EDEN IAS

NEWS IMPULSE – CHINA’S NEGATIVE YIELD BONDS ARE IN DEMAND | 25 NOVEMBER

Syllabus Section: Economy

WHY IN NEWS?

Last week, China sold negative-yield debt for the first time, and this saw a high demand from investors across Europe.

NEGATIVE-YIELD BONDS

• These are debt instruments.

• It offer to pay the investor a maturity amount lower than the purchase price of the bond.

• These are generally issued by central banks or governments, and investors pay interest to the borrower to keep their money with them.

REASON FOR HUGE DEMAND

• China’s 5-year bond was priced with a yield of –0.152%, and the 10-year and 15-year securities with positive yields of 0.318% and 0.664%.Positive returns are a big attraction at a time when interest rates in Europe have dropped significantly, even against minus —0.15% yield on the 5-year bond issued by China, the yields offered in safe European bonds are much lower, between –0.5% and —0.75%..

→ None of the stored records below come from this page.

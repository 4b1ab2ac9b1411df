use unicode_segmentation::UnicodeSegmentation;

use crate::config::ProcessingConfig;

/// Break points tried in order when a chunk has to end before the text does.
#[derive(Debug, Clone, Copy, PartialEq, Eq)]
enum Boundary {
    Paragraph,
    Line,
    Sentence,
    Word,
}

const BOUNDARIES: [Boundary; 4] = [
    Boundary::Paragraph,
    Boundary::Line,
    Boundary::Sentence,
    Boundary::Word,
];

/// Splits text into overlapping windows of at most `chunk_size` characters.
///
/// Sizes are counted in `char`s, the same unit the prompt budget uses. Cuts
/// only land on extended grapheme cluster boundaries, so a window never
/// splits a `\r\n` pair or a combining sequence; when the limit falls inside
/// a cluster the window backs off to the previous boundary. Consecutive
/// chunks share up to `chunk_overlap` characters (exactly that many when the
/// boundary allows); a chunk ends on the latest paragraph, line, sentence or
/// word break that still leaves it at least half full, and on a hard cut
/// otherwise.
#[derive(Debug, Clone)]
pub struct TextChunker {
    chunk_size: usize,
    chunk_overlap: usize,
}

/// One window of the source text.
#[derive(Debug, Clone, PartialEq, Eq)]
pub struct TextChunk {
    pub content: String,
    /// Byte offset of `content` in the source text.
    pub start: usize,
}

/// Grapheme clusters of a text with their byte offsets and the running
/// `char` count before each one.
struct Graphemes<'a> {
    clusters: Vec<(usize, &'a str)>,
    /// `chars_before[i]` is the number of chars preceding cluster `i`; the
    /// extra last entry is the char length of the whole text.
    chars_before: Vec<usize>,
    text_len: usize,
}

impl<'a> Graphemes<'a> {
    fn new(text: &'a str) -> Self {
        let clusters: Vec<(usize, &str)> = text.grapheme_indices(true).collect();
        let mut chars_before = Vec::with_capacity(clusters.len() + 1);
        let mut count = 0;
        chars_before.push(count);
        for (_, cluster) in &clusters {
            count += cluster.chars().count();
            chars_before.push(count);
        }

        Self {
            clusters,
            chars_before,
            text_len: text.len(),
        }
    }

    fn len(&self) -> usize {
        self.clusters.len()
    }

    fn get(&self, index: usize) -> Option<&'a str> {
        self.clusters.get(index).map(|(_, cluster)| *cluster)
    }

    fn byte_offset(&self, index: usize) -> usize {
        self.clusters
            .get(index)
            .map(|(offset, _)| *offset)
            .unwrap_or(self.text_len)
    }

    /// Chars between cluster boundaries `from` and `to`.
    fn chars_between(&self, from: usize, to: usize) -> usize {
        self.chars_before[to] - self.chars_before[from]
    }

    /// Last boundary at or after `from` whose distance from `from` is at
    /// most `max_chars`.
    fn last_within(&self, from: usize, max_chars: usize) -> usize {
        let limit = self.chars_before[from] + max_chars;
        self.chars_before.partition_point(|&count| count <= limit) - 1
    }

    /// First boundary at or before `to` whose distance to `to` is at most
    /// `max_chars`.
    fn first_within_back(&self, to: usize, max_chars: usize) -> usize {
        let limit = self.chars_before[to].saturating_sub(max_chars);
        self.chars_before.partition_point(|&count| count < limit)
    }

    /// First boundary at or after `from` that is at least `min_chars` away.
    fn first_beyond(&self, from: usize, min_chars: usize) -> usize {
        let limit = self.chars_before[from] + min_chars;
        self.chars_before.partition_point(|&count| count < limit)
    }
}

impl TextChunker {
    pub fn new(config: &ProcessingConfig) -> Self {
        Self::with_sizes(config.chunk_size, config.chunk_overlap)
    }

    pub fn with_sizes(chunk_size: usize, chunk_overlap: usize) -> Self {
        let chunk_size = chunk_size.max(1);
        Self {
            chunk_size,
            chunk_overlap: chunk_overlap.min(chunk_size - 1),
        }
    }

    pub fn chunk(&self, text: &str) -> Vec<TextChunk> {
        if text.trim().is_empty() {
            return Vec::new();
        }

        let graphemes = Graphemes::new(text);
        let total = graphemes.len();

        let mut chunks = Vec::new();
        let mut start = 0;

        loop {
            if graphemes.chars_between(start, total) <= self.chunk_size {
                chunks.push(TextChunk {
                    content: text[graphemes.byte_offset(start)..].to_string(),
                    start: graphemes.byte_offset(start),
                });
                break;
            }

            let end = self.find_end(&graphemes, start);
            chunks.push(TextChunk {
                content: text[graphemes.byte_offset(start)..graphemes.byte_offset(end)]
                    .to_string(),
                start: graphemes.byte_offset(start),
            });
            if end == total {
                break;
            }

            start = graphemes
                .first_within_back(end, self.chunk_overlap)
                .max(start + 1);
        }

        chunks
    }

    /// Convenience wrapper returning only the chunk texts.
    pub fn chunk_text(&self, text: &str) -> Vec<String> {
        self.chunk(text).into_iter().map(|c| c.content).collect()
    }

    /// Exclusive grapheme index where the chunk starting at `start` ends.
    fn find_end(&self, graphemes: &Graphemes<'_>, start: usize) -> usize {
        // A single cluster wider than the whole window is emitted on its own.
        let hard_end = graphemes.last_within(start, self.chunk_size).max(start + 1);
        // Stay past the overlap so the next chunk always advances, and past
        // the midpoint so natural breaks never produce slivers.
        let min_end = graphemes
            .first_beyond(start, (self.chunk_overlap + 1).max(self.chunk_size / 2))
            .max(start + 1);

        for boundary in BOUNDARIES {
            if let Some(end) = (min_end..=hard_end)
                .rev()
                .find(|&end| Self::ends_with(graphemes, end, boundary))
            {
                return end;
            }
        }

        hard_end
    }

    fn ends_with(graphemes: &Graphemes<'_>, end: usize, boundary: Boundary) -> bool {
        let at = |back: usize| end.checked_sub(back).and_then(|index| graphemes.get(index));

        match boundary {
            Boundary::Paragraph => at(1).is_some_and(is_newline) && at(2).is_some_and(is_newline),
            Boundary::Line => at(1).is_some_and(is_newline),
            Boundary::Sentence => {
                at(1).is_some_and(is_whitespace)
                    && at(2).is_some_and(|g| matches!(g, "." | "!" | "?"))
            }
            Boundary::Word => at(1).is_some_and(is_whitespace),
        }
    }
}

fn is_newline(grapheme: &str) -> bool {
    matches!(grapheme, "\n" | "\r\n" | "\r")
}

fn is_whitespace(grapheme: &str) -> bool {
    grapheme.chars().all(char::is_whitespace)
}

impl Default for TextChunker {
    fn default() -> Self {
        Self::new(&ProcessingConfig::default())
    }
}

• While the majority of the large economies are facing a contraction in their GDP for 2020-21, China is one country that is set to witness positive growth in these challenging times: its GDP expanded by 4.9% in the third quarter of 2020.

• While Europe, the US and other parts of the world are facing a second wave of Covid-19 cases, China has demonstrated that it has controlled the spread of the pandemic and is therefore seen as a more stable region

FACTOR DRIVING THIS DEMAND

• Massive amount of liquidity injected by the global central banks after the pandemic began that has driven up prices of various assets including equities, debt and commodities.

• Investors could also be temporarily parking money in negative-yielding government debt for the purpose of hedging their risk portfolio in equities.

• Global central banks have injected an estimated more than $10 trillion of liquidity through various instruments in the financial system — which is finding its way into various assets in the economy.